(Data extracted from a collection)

···

//! In-memory vector index with cosine similarity search

pub mod vector;

pub use vector::{EmbeddedChunk, SearchHit, VectorIndex};
//! Confidence estimation for generated answers
//!
//! A lexical-overlap heuristic, not a calibrated probability: it rewards
//! literal word overlap between the question and the retrieved chunks and
//! says nothing about semantic correctness.

use std::collections::HashSet;

use crate::index::SearchHit;

/// Corroboration boost applied when two or more chunks were retrieved
const MULTI_SOURCE_BOOST: f64 = 1.2;

/// Estimate answer confidence from question/context word overlap
///
/// Overlap counts are summed per chunk and normalised by
/// (question words x retrieved chunks), boosted when multiple chunks
/// corroborate, clamped to 1.0 and rounded to 2 decimal places.
/// Returns 0.0 when nothing was retrieved.
pub fn estimate(question: &str, hits: &[SearchHit]) -> f64 {
    if hits.is_empty() {
        return 0.0;
    }

    let question_lower = question.to_lowercase();
    let question_words: HashSet<&str> = question_lower.split_whitespace().collect();

    let mut total_overlap = 0usize;
    for hit in hits {
        let chunk_lower = hit.chunk.text.to_lowercase();
        let chunk_words: HashSet<&str> = chunk_lower.split_whitespace().collect();
        total_overlap += question_words.intersection(&chunk_words).count();
    }

    let max_possible = question_words.len() * hits.len();
    if max_possible == 0 {
        return 0.0;
    }

    let mut confidence = (total_overlap as f64 / max_possible as f64).min(1.0);
    if hits.len() >= 2 {
        confidence = (confidence * MULTI_SOURCE_BOOST).min(1.0);
    }

    (confidence * 100.0).round() / 100.0
}
//! Shared test doubles for integration tests
//!
//! Deterministic stand-ins for the embedding and generation capabilities so
//! the full pipeline can be exercised without model downloads or a running
//! Ollama server.

use std::sync::atomic::{AtomicUsize, Ordering};

use async_trait::async_trait;

use pdfqa::embedding::EmbeddingProvider;
use pdfqa::errors::{RagError, Result};
use pdfqa::generation::AnswerGenerator;

/// Deterministic embedder: hashed bag-of-words features
pub struct StubEmbedder;

impl EmbeddingProvider for StubEmbedder {
    fn embed(&self, text: &str) -> Result<Vec<f32>> {
        let mut vector = vec![0.0f32; 32];
        for word in text.to_lowercase().split_whitespace() {
            let bucket = word
                .bytes()
                .fold(0usize, |acc, b| (acc * 31 + b as usize) % 32);
            vector[bucket] += 1.0;
        }
        Ok(vector)
    }

    fn dimension(&self) -> usize {
        32
    }

    fn model_id(&self) -> &str {
        "stub-embedder"
    }
}

/// Generator that always returns the same reply, counting invocations
pub struct ScriptedGenerator {
    reply: String,
    calls: AtomicUsize,
}

impl ScriptedGenerator {
    pub fn new(reply: &str) -> Self {
        Self {
            reply: reply.to_string(),
            calls: AtomicUsize::new(0),
        }
    }

    pub fn calls(&self) -> usize {
        self.calls.load(Ordering::SeqCst)
    }
}

#[async_trait]
impl AnswerGenerator for ScriptedGenerator {
    async fn generate(&self, _prompt: &str, _context: &[String]) -> Result<String> {
        self.calls.fetch_add(1, Ordering::SeqCst);
        Ok(self.reply.clone())
    }

    fn model_id(&self) -> &str {
        "scripted-generator"
    }
}

/// Generator that always fails, counting invocations
pub struct FailingGenerator {
    calls: AtomicUsize,
}

impl FailingGenerator {
    pub fn new() -> Self {
        Self {
            calls: AtomicUsize::new(0),
        }
    }

    pub fn calls(&self) -> usize {
        self.calls.load(Ordering::SeqCst)
    }
}

#[async_trait]
impl AnswerGenerator for FailingGenerator {
    async fn generate(&self, _prompt: &str, _context: &[String]) -> Result<String> {
        self.calls.fetch_add(1, Ordering::SeqCst);
        Err(RagError::Generation("service unavailable".to_string()))
    }

    fn model_id(&self) -> &str {
        "failing-generator"
    }
}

···

Copy all the records above precisely.

Answer to the problem
//! In-memory vector index with cosine similarity search

pub mod vector;

pub use vector::{EmbeddedChunk, SearchHit, VectorIndex};
//! Confidence estimation for generated answers
//!
//! A lexical-overlap heuristic, not a calibrated probability: it rewards
//! literal word overlap between the question and the retrieved chunks and
//! says nothing about semantic correctness.

use std::collections::HashSet;

use crate::index::SearchHit;

/// Corroboration boost applied when two or more chunks were retrieved
const MULTI_SOURCE_BOOST: f64 = 1.2;

/// Estimate answer confidence from question/context word overlap
///
/// Overlap counts are summed per chunk and normalised by
/// (question words x retrieved chunks), boosted when multiple chunks
/// corroborate, clamped to 1.0 and rounded to 2 decimal places.
/// Returns 0.0 when nothing was retrieved.
pub fn estimate(question: &str, hits: &[SearchHit]) -> f64 {
    if hits.is_empty() {
        return 0.0;
    }

    let question_lower = question.to_lowercase();
    let question_words: HashSet<&str> = question_lower.split_whitespace().collect();

    let mut total_overlap = 0usize;
    for hit in hits {
        let chunk_lower = hit.chunk.text.to_lowercase();
        let chunk_words: HashSet<&str> = chunk_lower.split_whitespace().collect();
        total_overlap += question_words.intersection(&chunk_words).count();
    }

    let max_possible = question_words.len() * hits.len();
    if max_possible == 0 {
        return 0.0;
    }

    let mut confidence = (total_overlap as f64 / max_possible as f64).min(1.0);
    if hits.len() >= 2 {
        confidence = (confidence * MULTI_SOURCE_BOOST).min(1.0);
    }

    (confidence * 100.0).round() / 100.0
}
//! Shared test doubles for integration tests
//!
//! Deterministic stand-ins for the embedding and generation capabilities so
//! the full pipeline can be exercised without model downloads or a running
//! Ollama server.

use std::sync::atomic::{AtomicUsize, Ordering};

use async_trait::async_trait;

use pdfqa::embedding::EmbeddingProvider;
use pdfqa::errors::{RagError, Result};
use pdfqa::generation::AnswerGenerator;

/// Deterministic embedder: hashed bag-of-words features
pub struct StubEmbedder;

impl EmbeddingProvider for StubEmbedder {
    fn embed(&self, text: &str) -> Result<Vec<f32>> {
        let mut vector = vec![0.0f32; 32];
        for word in text.to_lowercase().split_whitespace() {
            let bucket = word
                .bytes()
                .fold(0usize, |acc, b| (acc * 31 + b as usize) % 32);
            vector[bucket] += 1.0;
        }
        Ok(vector)
    }

    fn dimension(&self) -> usize {
        32
    }

    fn model_id(&self) -> &str {
        "stub-embedder"
    }
}

/// Generator that always returns the same reply, counting invocations
pub struct ScriptedGenerator {
    reply: String,
    calls: AtomicUsize,
}

impl ScriptedGenerator {
    pub fn new(reply: &str) -> Self {
        Self {
            reply: reply.to_string(),
            calls: AtomicUsize::new(0),
        }
    }

    pub fn calls(&self) -> usize {
        self.calls.load(Ordering::SeqCst)
    }
}

#[async_trait]
impl AnswerGenerator for ScriptedGenerator {
    async fn generate(&self, _prompt: &str, _context: &[String]) -> Result<String> {
        self.calls.fetch_add(1, Ordering::SeqCst);
        Ok(self.reply.clone())
    }

    fn model_id(&self) -> &str {
        "scripted-generator"
    }
}

/// Generator that always fails, counting invocations
pub struct FailingGenerator {
    calls: AtomicUsize,
}

impl FailingGenerator {
    pub fn new() -> Self {
        Self {
            calls: AtomicUsize::new(0),
        }
    }

    pub fn calls(&self) -> usize {
        self.calls.load(Ordering::SeqCst)
    }
}

#[async_trait]
impl AnswerGenerator for FailingGenerator {
    async fn generate(&self, _prompt: &str, _context: &[String]) -> Result<String> {
        self.calls.fetch_add(1, Ordering::SeqCst);
        Err(RagError::Generation("service unavailable".to_string()))
    }

    fn model_id(&self) -> &str {
        "failing-generator"
    }
}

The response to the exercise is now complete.